What is expected:
A bare number is required: the count of lines in the material below that hold the word "NaiveDate".

Given records:
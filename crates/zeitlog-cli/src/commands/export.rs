use chrono::NaiveDate;
use zeitlog_core::export;

/// Print completed entries as CSV lines, most recent start first.
///
/// Core hands over pre-formatted rows; this module owns the text encoding.
pub fn run(from: Option<String>, to: Option<String>) -> Result<(), Box<dyn std::error::Error>> {
    let ctx = super::context()?;

    let from = from
        .map(|s| parse_date(&s))
        .transpose()?
        .map(export::start_of_day);
    let to = to
        .map(|s| parse_date(&s))
        .transpose()?
        .map(export::end_of_day);

    let entries = {
        let db = ctx.db.lock().unwrap_or_else(|p| p.into_inner());
        db.export_entries(from, to)?
    };
    let rows = export::rows(&entries);

    println!("project,description,start,end,duration_minutes,date");
    for row in rows {
        println!(
            "{},{},{},{},{},{}",
            quote(&row.project),
            quote(&row.description),
            row.start_clock,
            row.end_clock,
            row.duration_minutes,
            row.date
        );
    }
    Ok(())
}

fn parse_date(text: &str) -> Result<NaiveDate, Box<dyn std::error::Error>> {
    Ok(NaiveDate::parse_from_str(text, "%Y-%m-%d")
        .map_err(|_| format!("bad date '{text}', expected YYYY-MM-DD"))?)
}

/// Minimal CSV quoting: wrap when the field contains a delimiter or quote.
fn quote(field: &str) -> String {
    if field.contains([',', '"', '\n']) {
        format!("\"{}\"", field.replace('"', "\"\""))
    } else {
        field.to_string()
    }
}

#[cfg(test)]
mod tests {
    use super::*;

    #[test]
    fn plain_fields_are_unquoted() {
        assert_eq!(quote("Alpha"), "Alpha");
    }

    #[test]
    fn delimiters_and_quotes_trigger_quoting() {
        assert_eq!(quote("a,b"), "\"a,b\"");
        assert_eq!(quote("say \"hi\""), "\"say \"\"hi\"\"\"");
    }
}
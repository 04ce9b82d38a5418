//! Calendar-week aggregation.
//!
//! Weeks run Monday 00:00:00 through Sunday 23:59:59. Week 1 of a year is
//! the week containing January 4th, so week *w* starts at
//! `monday(Jan 4) + 7 * (w - 1)` days. Aggregation is a pure computation
//! over a slice of entries; running entries have no duration and are always
//! excluded.

use std::collections::BTreeMap;

use chrono::{DateTime, Datelike, Duration, NaiveDate, NaiveTime, TimeZone, Utc};
use serde::{Deserialize, Serialize};

use crate::error::CoreError;
use crate::model::TimeEntry;

/// A closed Monday-to-Sunday window in UTC.
#[derive(Debug, Clone, Copy, PartialEq, Eq, Serialize, Deserialize)]
pub struct WeekWindow {
    pub start: DateTime<Utc>,
    pub end: DateTime<Utc>,
}

impl WeekWindow {
    /// Window for calendar week `week` of `year`, via the Jan-4 anchor rule.
    pub fn for_iso_week(year: i32, week: u32) -> Result<Self, CoreError> {
        let jan_4 = NaiveDate::from_ymd_opt(year, 1, 4)
            .ok_or_else(|| CoreError::InvalidFormat(format!("bad year {year}")))?;
        let week_1_monday = jan_4 - Duration::days(jan_4.weekday().num_days_from_monday() as i64);
        let monday = week_1_monday
            .checked_add_signed(Duration::weeks(week as i64 - 1))
            // The whole Monday-to-Sunday window must stay representable.
            .filter(|monday| monday.checked_add_signed(Duration::days(7)).is_some())
            .ok_or_else(|| CoreError::InvalidFormat(format!("bad week {week}")))?;
        Ok(Self::starting(monday))
    }

    /// Window of the week containing `date`.
    pub fn containing(date: NaiveDate) -> Self {
        let monday = date - Duration::days(date.weekday().num_days_from_monday() as i64);
        Self::starting(monday)
    }

    /// Window of the week containing today.
    pub fn current() -> Self {
        Self::containing(Utc::now().date_naive())
    }

    fn starting(monday: NaiveDate) -> Self {
        let start = Utc.from_utc_datetime(&monday.and_time(NaiveTime::MIN));
        let end = start + Duration::days(6) + Duration::hours(23) + Duration::minutes(59)
            + Duration::seconds(59);
        Self { start, end }
    }

    pub fn contains(&self, instant: DateTime<Utc>) -> bool {
        instant >= self.start && instant <= self.end
    }
}

/// Per-week totals: overall and per project.
#[derive(Debug, Clone, Serialize, Deserialize)]
pub struct WeekReport {
    pub start: DateTime<Utc>,
    pub end: DateTime<Utc>,
    pub total_minutes: i64,
    /// `total_minutes / 60`, rounded to 2 decimal places.
    pub total_hours: f64,
    pub projects: BTreeMap<String, i64>,
}

/// Sum durations of the entries whose `start_time` falls inside `window`.
///
/// Running entries are skipped; a missing duration counts as zero;
/// duplicates are summed, never deduplicated.
pub fn aggregate(entries: &[TimeEntry], window: &WeekWindow) -> WeekReport {
    let mut total_minutes = 0;
    let mut projects: BTreeMap<String, i64> = BTreeMap::new();

    for entry in entries {
        if entry.is_running || !window.contains(entry.start_time) {
            continue;
        }
        let minutes = entry.duration_minutes.unwrap_or(0);
        total_minutes += minutes;
        *projects.entry(entry.project.clone()).or_insert(0) += minutes;
    }

    WeekReport {
        start: window.start,
        end: window.end,
        total_minutes,
        total_hours: (total_minutes as f64 / 60.0 * 100.0).round() / 100.0,
        projects,
    }
}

Result for this exercise:
7